With astronomical student loan debt and lackluster employment opportunities for young adults, grown children are increasingly in need of financial assistance from their loved ones.
But these young adults are finding financial support far beyond their college years — parents are financing lifestyles, credit card payments and even mortgages.
There is a fine line between fostering independence with financial support and prolonging dependence as a financial crutch. To ensure you’re helping your child rather than hurting them in the long term, while being mindful of your own finances, be sure to consider these six important questions:
1. Can you afford it?
Look over your own financial responsibilities before taking on those of your child. If you’re in debt already, taking on the financial hardships of your child may not be the best course of action.
Even if you have the money, where are those additional debt payments going to come from? More hours worked? Delaying retirement? Think about the big picture cost of paying your child’s debt before offering assistance.
2. Are you a co-signer?
If your child has accrued debt on a credit card or loan you cosigned for, then you must pay off the debt in order protect your own credit.
Any line of credit on which you are a co-signer is factored into your credit score calculation. If you fail to pay, it will reflect poorly on your credit and the banks can come after you regardless of who racked up the charges.
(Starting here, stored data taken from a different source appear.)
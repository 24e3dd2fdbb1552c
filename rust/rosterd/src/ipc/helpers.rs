use chrono::NaiveDate;
use serde::Serialize;
use serde_json::{json, Value};

use crate::ipc::error::HandlerErr;
use crate::model;
use crate::store::Record;

fn present<'a>(params: &'a Value, key: &str) -> Option<&'a Value> {
    params.get(key).filter(|v| !v.is_null())
}

pub fn optional_i64(params: &Value, key: &str) -> Result<Option<i64>, HandlerErr> {
    let Some(v) = present(params, key) else {
        return Ok(None);
    };
    v.as_i64()
        .map(Some)
        .ok_or_else(|| HandlerErr::bad_params(format!("{} must be an integer", key)))
}

pub fn required_i64(params: &Value, key: &str) -> Result<i64, HandlerErr> {
    optional_i64(params, key)?.ok_or_else(|| HandlerErr::bad_params(format!("missing {}", key)))
}

pub fn required_f64(params: &Value, key: &str) -> Result<f64, HandlerErr> {
    let Some(v) = present(params, key) else {
        return Err(HandlerErr::bad_params(format!("missing {}", key)));
    };
    v.as_f64()
        .ok_or_else(|| HandlerErr::bad_params(format!("{} must be a number", key)))
}

pub fn optional_str(params: &Value, key: &str) -> Result<Option<String>, HandlerErr> {
    let Some(v) = present(params, key) else {
        return Ok(None);
    };
    v.as_str()
        .map(|s| Some(s.to_string()))
        .ok_or_else(|| HandlerErr::bad_params(format!("{} must be a string", key)))
}

pub fn required_str(params: &Value, key: &str) -> Result<String, HandlerErr> {
    optional_str(params, key)?.ok_or_else(|| HandlerErr::bad_params(format!("missing {}", key)))
}

pub fn optional_bool(params: &Value, key: &str) -> Result<Option<bool>, HandlerErr> {
    let Some(v) = present(params, key) else {
        return Ok(None);
    };
    v.as_bool()
        .map(Some)
        .ok_or_else(|| HandlerErr::bad_params(format!("{} must be a boolean", key)))
}

pub fn parse_date(key: &str, raw: &str) -> Result<NaiveDate, HandlerErr> {
    NaiveDate::parse_from_str(raw.trim(), "%Y-%m-%d").map_err(|_| HandlerErr {
        code: "bad_params",
        message: format!("{} must be YYYY-MM-DD", key),
        details: Some(json!({ key: raw })),
    })
}

pub fn optional_date(params: &Value, key: &str) -> Result<Option<NaiveDate>, HandlerErr> {
    match optional_str(params, key)? {
        Some(raw) => parse_date(key, &raw).map(Some),
        None => Ok(None),
    }
}

pub fn required_date(params: &Value, key: &str) -> Result<NaiveDate, HandlerErr> {
    let raw = required_str(params, key)?;
    parse_date(key, &raw)
}

/// `params.today` when the caller pins the calendar day, else the local date.
pub fn today(params: &Value) -> Result<NaiveDate, HandlerErr> {
    Ok(optional_date(params, "today")?.unwrap_or_else(model::today))
}

/// Parses an optional enum-valued string through `parse`, naming the accepted
/// values on failure.
pub fn optional_enum<T>(
    params: &Value,
    key: &str,
    parse: fn(&str) -> Option<T>,
    accepted: &str,
) -> Result<Option<T>, HandlerErr> {
    match optional_str(params, key)? {
        Some(raw) => parse(&raw).map(Some).ok_or_else(|| HandlerErr {
            code: "bad_params",
            message: format!("{} must be one of: {}", key, accepted),
            details: Some(json!({ key: raw })),
        }),
        None => Ok(None),
    }
}

pub fn required_object<'a>(params: &'a Value, key: &str) -> Result<&'a Value, HandlerErr> {
    match present(params, key) {
        Some(v) if v.is_object() => Ok(v),
        Some(_) => Err(HandlerErr::bad_params(format!("{} must be an object", key))),
        None => Err(HandlerErr::bad_params(format!("missing {}", key))),
    }
}

/// Decodes the request params as a new record. Fields the record does not know
/// are ignored.
pub fn parse_draft<R: Record>(params: &Value) -> Result<R, HandlerErr> {
    if !params.is_object() {
        return Err(HandlerErr::bad_params(format!("{} fields must be an object", R::KIND)));
    }
    serde_json::from_value(params.clone())
        .map_err(|e| HandlerErr::bad_params(format!("invalid {}: {}", R::KIND, e)))
}

/// `{ <key>: value, "revision": n }`
pub fn with_revision<T: Serialize>(key: &str, value: &T, revision: u64) -> Result<Value, HandlerErr> {
    let mut out = serde_json::Map::new();
    out.insert(key.to_string(), serde_json::to_value(value)?);
    out.insert("revision".to_string(), json!(revision));
    Ok(Value::Object(out))
}

#[cfg(test)]
mod tests {
    use super::*;
    use crate::model::{AttendanceStatus, Student};

    #[test]
    fn integers_and_dates_are_checked() {
        let p = json!({ "id": 4, "bad": "4", "date": "2024-09-03", "when": "09/03/2024" });
        assert_eq!(required_i64(&p, "id").expect("id"), 4);
        assert_eq!(required_i64(&p, "bad").expect_err("type").code, "bad_params");
        assert_eq!(optional_i64(&p, "missing").expect("none"), None);
        assert_eq!(
            required_date(&p, "date").expect("date"),
            NaiveDate::from_ymd_opt(2024, 9, 3).expect("date")
        );
        assert!(required_date(&p, "when").is_err());
    }

    #[test]
    fn null_counts_as_absent() {
        let p = json!({ "classId": null });
        assert_eq!(optional_i64(&p, "classId").expect("none"), None);
        assert!(required_i64(&p, "classId").is_err());
        assert_eq!(optional_i64(&Value::Null, "classId").expect("none"), None);
    }

    #[test]
    fn enums_report_accepted_values() {
        let p = json!({ "status": "sick" });
        let e = optional_enum(&p, "status", AttendanceStatus::parse, "present, absent, late")
            .expect_err("bad status");
        assert!(e.message.contains("present, absent, late"));
    }

    #[test]
    fn drafts_decode_from_params() {
        let p = json!({
            "firstName": "Rosa",
            "lastName": "Parks",
            "email": "rosa@school.edu",
            "studentId": "S-9",
            "dateOfBirth": "2008-02-04",
            "gradeLevel": 10
        });
        let s: Student = parse_draft(&p).expect("draft");
        assert_eq!(s.grade_level, 10);
        assert!(parse_draft::<Student>(&json!({ "gradeLevel": "ten" })).is_err());
        assert!(parse_draft::<Student>(&json!([])).is_err());
    }
}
Pay off these debts as you work out a longer term solution with your child to determine if and how he or she will repay those debts to you.
3. What are the terms and conditions?
It’s understandable you don’t want to leave your child suffering through financial hardship, but you also don’t want your assistance to turn you into a constant safety net, serving as the bailout for repeated financial mistakes.
Before helping out with any debt repayment, make the terms and conditions of your assistance clear. Set expectations for financial behavior. Will your financial assistance be paid back? If so, on what timeline? Is this a one time occasion? What do you expect in return?
Offering to pay a percentage of the total debt or offering temporary financial assistance are two ways to offer help while motivating your child to get back on his or her feet as soon as possible.
4. What about the emotional cost?
The more you can maintain a lender/borrower-like relationship when dealing with debt, the better.
Of course, when it comes to friends and family, things inevitably become more complicated and emotional.
Know that discussions of money, regardless of how you handle them, can lead to resentment, guilt, anger, mistrust and a whole slew of other negative emotions. Decide if it’s worth the cost of broaching the topic at all.
5. What are the lessons learned?
Whether you decide to assist your child or not, be sure to inquire and advise them on the behavior that got them into financial trouble in the first place. Suggest new habits of money management that might be more constructive.
Even if you’re not handing over cash, you can still serve as an advice and support system.
6. Do you need expert advice?
Sometimes family and money just don’t mix – no matter how well-intentioned you are.
Suggesting support through groups like debtors anonymous and solutions through professional credit counseling may be a better alternative to the DIY approach.
There are never easy solutions when debt and family mix, but an honest yet firm approach may produce the best results in the long run.